Любопытно, что Бенедиктина почти невосприимчива к природе. Природу ей заменяли символы и предметы цивилизации. Телевизионные антенны, зебры пешеходных дорожек и полицейские сирены интересовали её куда больше лесов и полей. В окружении сигналов, неоновых надписей и светофоров она становилась оживлённее и одновременно спокойнее. Буквы и цифры она воспринимала как природную данность, существование их разумелось для неё само собой, ей и невдомёк было, что это знаки и что она их расшифровывает. Наблюдая за ней, я понял, что и мне быстро надоедает ландшафт, в котором ничего, кроме природы, нет, — мне тоже недостаёт обозначений, которые можно было бы прочесть.
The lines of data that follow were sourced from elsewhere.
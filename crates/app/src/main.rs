mod desktop;
mod terminal;

use std::fmt;
use std::io;
use std::path::PathBuf;
use std::sync::Arc;

use services::{Clock, DictionaryScraper, DrillService};
use storage::Storage;
use tracing_subscriber::EnvFilter;

use crate::terminal::Mode;

const DEFAULT_WORDS_PATH: &str = "Oxford 5000.txt";

#[derive(Debug, PartialEq, Eq)]
enum ArgsError {
    MissingValue { flag: &'static str },
    UnknownArg(String),
    InvalidSeed { origin: &'static str, raw: String },
    InvalidWordsPath { raw: String },
    ConflictingModes,
}

impl fmt::Display for ArgsError {
    fn fmt(&self, f: &mut fmt::Formatter<'_>) -> fmt::Result {
        match self {
            ArgsError::MissingValue { flag } => write!(f, "{flag} requires a value"),
            ArgsError::UnknownArg(arg) => write!(f, "unknown argument: {arg}"),
            ArgsError::InvalidSeed { origin, raw } => write!(f, "invalid {origin} value: {raw}"),
            ArgsError::InvalidWordsPath { raw } => write!(f, "invalid --words value: {raw:?}"),
            ArgsError::ConflictingModes => write!(f, "--gui and --terminal are mutually exclusive"),
        }
    }
}

impl std::error::Error for ArgsError {}

fn require_value(
    args: &mut impl Iterator<Item = String>,
    flag: &'static str,
) -> Result<String, ArgsError> {
    args.next().ok_or(ArgsError::MissingValue { flag })
}

fn parse_seed(origin: &'static str, raw: String) -> Result<u64, ArgsError> {
    raw.trim()
        .parse()
        .map_err(|_| ArgsError::InvalidSeed { origin, raw })
}

fn print_usage() {
    eprintln!("Usage:");
    eprintln!("  typing-drill [--words <path>] [--gui | --terminal] [--seed <n>]");
    eprintln!();
    eprintln!("Without --gui or --terminal, asks which mode to open.");
    eprintln!("Type `finish practice` at any prompt to stop.");
    eprintln!();
    eprintln!("Defaults:");
    eprintln!("  --words \"{DEFAULT_WORDS_PATH}\"");
    eprintln!();
    eprintln!("Environment:");
    eprintln!("  DRILL_WORDS_PATH, DRILL_SEED");
    eprintln!("  DRILL_DICTIONARY_URL, DRILL_USER_AGENT, DRILL_TRANSLATION_CLASS");
    eprintln!("  RUST_LOG (log filter, default: warn)");
}

#[derive(Debug, PartialEq, Eq)]
struct Args {
    words_path: PathBuf,
    mode: Option<Mode>,
    seed: Option<u64>,
}

enum Parsed {
    Run(Args),
    Help,
}

impl Args {
    fn parse(
        args: impl IntoIterator<Item = String>,
        env: impl Fn(&str) -> Option<String>,
    ) -> Result<Parsed, ArgsError> {
        let mut words_path = env("DRILL_WORDS_PATH")
            .filter(|value| !value.trim().is_empty())
            .map_or_else(|| PathBuf::from(DEFAULT_WORDS_PATH), PathBuf::from);
        let mut seed = env("DRILL_SEED")
            .filter(|value| !value.trim().is_empty())
            .map(|value| parse_seed("DRILL_SEED", value))
            .transpose()?;
        let mut mode = None;

        let mut args = args.into_iter();
        while let Some(arg) = args.next() {
            match arg.as_str() {
                "--words" => {
                    let value = require_value(&mut args, "--words")?;
                    if value.trim().is_empty() {
                        return Err(ArgsError::InvalidWordsPath { raw: value });
                    }
                    words_path = PathBuf::from(value);
                }
                "--seed" => {
                    let value = require_value(&mut args, "--seed")?;
                    seed = Some(parse_seed("--seed", value)?);
                }
                "--gui" => mode = Some(pick_mode(mode, Mode::Window)?),
                "--terminal" => mode = Some(pick_mode(mode, Mode::Terminal)?),
                "--help" | "-h" => return Ok(Parsed::Help),
                _ => return Err(ArgsError::UnknownArg(arg)),
            }
        }

        Ok(Parsed::Run(Self {
            words_path,
            mode,
            seed,
        }))
    }
}

fn pick_mode(current: Option<Mode>, requested: Mode) -> Result<Mode, ArgsError> {
    match current {
        Some(existing) if existing != requested => Err(ArgsError::ConflictingModes),
        _ => Ok(requested),
    }
}

fn init_tracing() {
    let filter = EnvFilter::try_from_default_env().unwrap_or_else(|_| EnvFilter::new("warn"));
    tracing_subscriber::fmt()
        .with_env_filter(filter)
        .with_writer(io::stderr)
        .init();
}

fn run() -> Result<(), Box<dyn std::error::Error>> {
    let parsed = Args::parse(std::env::args().skip(1), |key| std::env::var(key).ok())
        .map_err(|e| {
            eprintln!("{e}");
            print_usage();
            e
        })?;
    let args = match parsed {
        Parsed::Run(args) => args,
        Parsed::Help => {
            print_usage();
            return Ok(());
        }
    };

    let runtime = tokio::runtime::Builder::new_multi_thread()
        .enable_all()
        .build()?;

    // The word list is read before asking for a mode so a missing file fails fast.
    let storage = Storage::file(&args.words_path);
    let translations = Arc::new(DictionaryScraper::from_env()?);
    let mut service = runtime.block_on(DrillService::from_storage(
        Clock::default_clock(),
        &storage,
        translations,
    ))?;
    if let Some(seed) = args.seed {
        tracing::debug!(seed, "seeded word sampling");
        service = service.with_seed(seed);
    }

    let stdin = io::stdin();
    let mut input = stdin.lock();
    let mut stdout = io::stdout();
    let mode = match args.mode {
        Some(mode) => mode,
        None => terminal::prompt_mode(&mut input, &mut stdout)?,
    };
    tracing::info!(?mode, words = %args.words_path.display(), "mode selected");

    match mode {
        Mode::Terminal => {
            terminal::run(&runtime, &service, &mut input, &mut stdout)?;
        }
        Mode::Window => {
            drop(input);
            // The desktop launcher starts its own event loop and runtime.
            drop(runtime);
            desktop::launch(service);
        }
    }
    Ok(())
}

fn main() {
    init_tracing();
    if let Err(err) = run() {
        tracing::error!(error = %err, "typing drill stopped");
        eprintln!("{err}");
        std::process::exit(2);
    }
}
Бенедиктина не чувствует разницы между настоящей природой и её изображением; пейзажи нашего хозяина она рассматривает с интересом, но ей совершенно безразлично, существует такой пейзаж на самом деле или нет: копия раз и навсегда заменяет ей оригинал. Со мной в детстве было иначе, вспомнил я. Мне непременно нужно было узнать, где в действительности находится место, изображённое на картине. У нас дома, помню, висел писанный маслом пейзаж: горный ледник с примостившейся внизу, у самой рамы, хижиной. Я был свято убеждён, что и ледник, и горная хижина существуют на самом деле, мне казалось, что я знаю это место и даже помню точку, откуда смотрел художник. Каково же было моё разочарование, когда однажды мне сообщили, что такого места нет и картина вымышленная; от одной мысли, что картина существует сама по себе, безо всякого соответствия с жизнью, у меня потом всякий раз кружилась голова и перехватывало дыхание. Нечто похожее творилось со мной и несколько лет спустя, когда я учился читать: я не мог взять в толк, как это возможно описывать то, чего нет на самом деле. Всякое место, упомянутое в букваре, было для меня вполне определённым местом — правда, не нашей деревней, но оно находилось где-то поблизости, мне даже казалось, я знаю где. В первых книгах, которые я прочёл сам, рассказ вёлся от первого лица, и как же неописуем был мой ужас, когда я наткнулся на книгу, в которой, сколько я ни читал её, такой рассказчик всё не появлялся и не появлялся. Устоявшиеся формы восприятия завладевали всеми моими чувствами столь прочно, что сейчас, задним числом, мне кажется, что вместе с шоковым осознанием их непригодности жизнь моя всякий раз вступала в новую полосу. И теперь я испытывал к девочке почти что ревность — она с такой лёгкостью принимает все имитации и знаки, не находя в них ничего необычного.